It was an agitating experience for the aunts. But Mabel was none the worse
for the wetting; and though she naturally made light of her performance,
congratulations on her pluck and presence of mind came pouring in. David
Walker suggested that the Humane Society would be sure to take the matter
up and confer a medal upon the heroine. The members of the Anderson family
came severally to express with emotion their gratitude and admiration. The
father had not been there since his previous eventful visit, though once
or twice he had met his neighbors on the road and stopped to speak to
them, as if to show he harbored no malice in spite of his disappointment.
Now with a tremulous voice he bore testimony to the greatness of the mercy
which had been vouchsafed him.
The third and last happening might be regarded as a logical sequel to the
second by those who believe that marriages are made in heaven. It was to
ponder it again after having pondered it for twenty-four hours that the
Ripley sisters found themselves in their pleached garden at the close of
the day. That the event was not unforeseen by one of them was borne out by
the words of Miss Carry:
"I remember saying to myself that day on the lawn, Rebecca, that it would
be just like the modern girl if she were to marry him; because she saved
his life, I mean. If he had saved hers, as used to happen, she would never
have looked at him twice. I didn't mention it because it was only an idea,
which might have worried you."
"We have seen it coming, of course," answered Miss Rebecca, who was
clasping the points of her elbows. "And there was nothing to do about it—even
if we desired to. I can't help, though, feeling sorry that she isn't going
to marry some one we know all about—the family, I mean.
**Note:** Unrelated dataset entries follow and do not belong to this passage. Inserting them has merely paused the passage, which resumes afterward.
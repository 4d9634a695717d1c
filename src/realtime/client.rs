//! Websocket client for the remote realtime speech service.
//!
//! The connection is split into a writer task (draining an unbounded message
//! channel) and a reader task (parsing text frames into [`ServerEvent`]s).
//! Callers interact through the [`RealtimeSession`] trait so the agent loops
//! can be exercised against scripted sessions in tests.

use std::sync::Arc;
use std::sync::atomic::{AtomicBool, Ordering};

use async_trait::async_trait;
use futures_util::{SinkExt, StreamExt};
use serde_json::Value;
use tokio::sync::{Mutex, mpsc};
use tokio_tungstenite::tungstenite::client::IntoClientRequest;
use tokio_tungstenite::tungstenite::protocol::Message;
use tokio_tungstenite::connect_async;
use tracing::{debug, info, warn};

use super::SessionError;
use super::events::{ServerEvent, client_event};

const DEFAULT_ENDPOINT: &str = "wss://api.openai.com/v1/realtime";

/// Session configuration applied after connect.
#[derive(Debug, Clone)]
pub struct SessionSettings {
    pub voice: String,
    /// Global instructions and agent instructions, concatenated.
    pub instructions: String,
    pub temperature: Option<f32>,
    /// Tool descriptors advertised to the model.
    pub tools: Vec<Value>,
}

/// Operations the conversation engine needs from a live session.
#[async_trait]
pub trait RealtimeSession: Send + Sync {
    /// Apply voice/instructions/audio-format/tool configuration.
    async fn configure(&self, settings: &SessionSettings) -> Result<(), SessionError>;

    /// Stream one chunk of uplink PCM16 audio.
    async fn send_input_audio(&self, pcm: &[u8]) -> Result<(), SessionError>;

    /// Close the pending input buffer as one user turn.
    async fn commit_pending_audio(&self) -> Result<(), SessionError>;

    /// Ask the model to respond to the committed conversation state.
    async fn start_response(&self) -> Result<(), SessionError>;

    /// Interrupt the in-flight response.
    async fn cancel_response(&self) -> Result<(), SessionError>;

    /// Tell the server how much of `item_id` the user actually heard.
    async fn truncate_item(
        &self,
        item_id: &str,
        content_index: u32,
        audio_end_ms: u64,
    ) -> Result<(), SessionError>;

    /// Append a function-call output item to the conversation.
    async fn add_function_output(&self, call_id: &str, output: &str) -> Result<(), SessionError>;

    /// Next server event; `None` once the wire has closed.
    async fn next_event(&self) -> Option<ServerEvent>;

    /// Whether the wire is still believed open.
    fn is_open(&self) -> bool;

    /// Close the connection.
    async fn close(&self);
}

/// Production websocket session.
pub struct RealtimeClient {
    outbound: mpsc::UnboundedSender<Message>,
    events: Mutex<mpsc::UnboundedReceiver<ServerEvent>>,
    open: Arc<AtomicBool>,
}

impl RealtimeClient {
    /// Connect and authenticate.
    ///
    /// An API key alone connects to the default service endpoint; an
    /// explicit `endpoint` overrides the host (self-hosted gateways).
    pub async fn connect(
        api_key: &str,
        model: &str,
        endpoint: Option<&str>,
    ) -> Result<Self, SessionError> {
        if api_key.is_empty() {
            return Err(SessionError::Configuration("missing API key".into()));
        }

        let base = endpoint.unwrap_or(DEFAULT_ENDPOINT);
        let url = format!("{base}?model={model}");
        info!(%url, "connecting realtime session");

        let mut request = url
            .clone()
            .into_client_request()
            .map_err(|e| SessionError::Configuration(format!("bad endpoint {url}: {e}")))?;
        {
            let headers = request.headers_mut();
            headers.insert(
                "Authorization",
                format!("Bearer {api_key}")
                    .parse()
                    .map_err(|_| SessionError::Configuration("API key is not header-safe".into()))?,
            );
            headers.insert("OpenAI-Beta", "realtime=v1".parse().expect("static header"));
        }

        let (ws, _response) = connect_async(request)
            .await
            .map_err(|e| SessionError::ConnectionFailed(e.to_string()))?;
        let (mut ws_sink, mut ws_stream) = ws.split();

        let open = Arc::new(AtomicBool::new(true));

        // Writer: serialize all outbound traffic through one task.
        let (outbound, mut outbound_rx) = mpsc::unbounded_channel::<Message>();
        let writer_open = Arc::clone(&open);
        tokio::spawn(async move {
            while let Some(message) = outbound_rx.recv().await {
                if let Err(e) = ws_sink.send(message).await {
                    warn!("realtime send failed: {}", e);
                    writer_open.store(false, Ordering::Release);
                    break;
                }
            }
            let _ = ws_sink.close().await;
        });

        // Reader: parse frames into the typed event stream.
        let (events_tx, events_rx) = mpsc::unbounded_channel::<ServerEvent>();
        let reader_open = Arc::clone(&open);
        tokio::spawn(async move {
            while let Some(message) = ws_stream.next().await {
                match message {
                    Ok(Message::Text(text)) => match ServerEvent::parse(&text) {
                        Some(event) => {
                            if events_tx.send(event).is_err() {
                                break;
                            }
                        }
                        None => debug!(frame = %text.as_str(), "ignoring realtime frame"),
                    },
                    Ok(Message::Close(frame)) => {
                        info!("realtime session closed by server: {:?}", frame);
                        break;
                    }
                    Ok(_) => {}
                    Err(e) => {
                        warn!("realtime receive failed: {}", e);
                        break;
                    }
                }
            }
            reader_open.store(false, Ordering::Release);
        });

        Ok(Self {
            outbound,
            events: Mutex::new(events_rx),
            open,
        })
    }

    fn send_json(&self, value: Value) -> Result<(), SessionError> {
        if !self.is_open() {
            return Err(SessionError::Closed);
        }
        self.outbound
            .send(Message::Text(value.to_string().into()))
            .map_err(|_| SessionError::Closed)
    }
}

#[async_trait]
impl RealtimeSession for RealtimeClient {
    async fn configure(&self, settings: &SessionSettings) -> Result<(), SessionError> {
        self.send_json(client_event::session_update(
            &settings.voice,
            &settings.instructions,
            settings.temperature,
            &settings.tools,
        ))
    }

    async fn send_input_audio(&self, pcm: &[u8]) -> Result<(), SessionError> {
        self.send_json(client_event::input_audio_append(pcm))
    }

    async fn commit_pending_audio(&self) -> Result<(), SessionError> {
        self.send_json(client_event::input_audio_commit())
    }

    async fn start_response(&self) -> Result<(), SessionError> {
        self.send_json(client_event::response_create())
    }

    async fn cancel_response(&self) -> Result<(), SessionError> {
        self.send_json(client_event::response_cancel())
    }

    async fn truncate_item(
        &self,
        item_id: &str,
        content_index: u32,
        audio_end_ms: u64,
    ) -> Result<(), SessionError> {
        self.send_json(client_event::item_truncate(
            item_id,
            content_index,
            audio_end_ms,
        ))
    }

    async fn add_function_output(&self, call_id: &str, output: &str) -> Result<(), SessionError> {
        self.send_json(client_event::function_call_output(call_id, output))
    }

    async fn next_event(&self) -> Option<ServerEvent> {
        self.events.lock().await.recv().await
    }

    fn is_open(&self) -> bool {
        self.open.load(Ordering::Acquire)
    }

    async fn close(&self) {
        self.open.store(false, Ordering::Release);
        let _ = self.outbound.send(Message::Close(None));
    }
}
"Well," she added with a sigh, "the Andersons will get our place in the
end, after all, and we shall be obliged to associate more or less with
multi-millionaires for the rest of our days. It's depressing ethically;
but there's no use in quarrelling with one's own flesh and blood, if it is
a modern girl, for one would be quarrelling most of the time. We must make
the best of it, Carry, and—and try to like it."
"He really seems very nice," murmured Miss Carry. "He gives her some new
jewel almost every day."
Miss Rebecca sniffed disdainfully, as though to inquire if love was to be
attested by eighteen-carat gold rather than by summer blooms.
The sound of steps on the gravel path interrupted their confabulation.
"It is Mr. Anderson, père" said Miss Carry laconically.
"He is coming to take possession," responded her sister.
The crunch of the gravel under his solid, firm tread jarred on their
already wearied sensibilities. Nevertheless they knew that it behooved
them to be cordial and to accept the situation with good grace. Their
niece was over head and ears in love with a young man whose personal
character, so far as they knew, was not open to reproach, and who would be
heir to millions. What more was to be said? Indeed, Miss Rebecca was the
first to broach the subject after the greetings were over.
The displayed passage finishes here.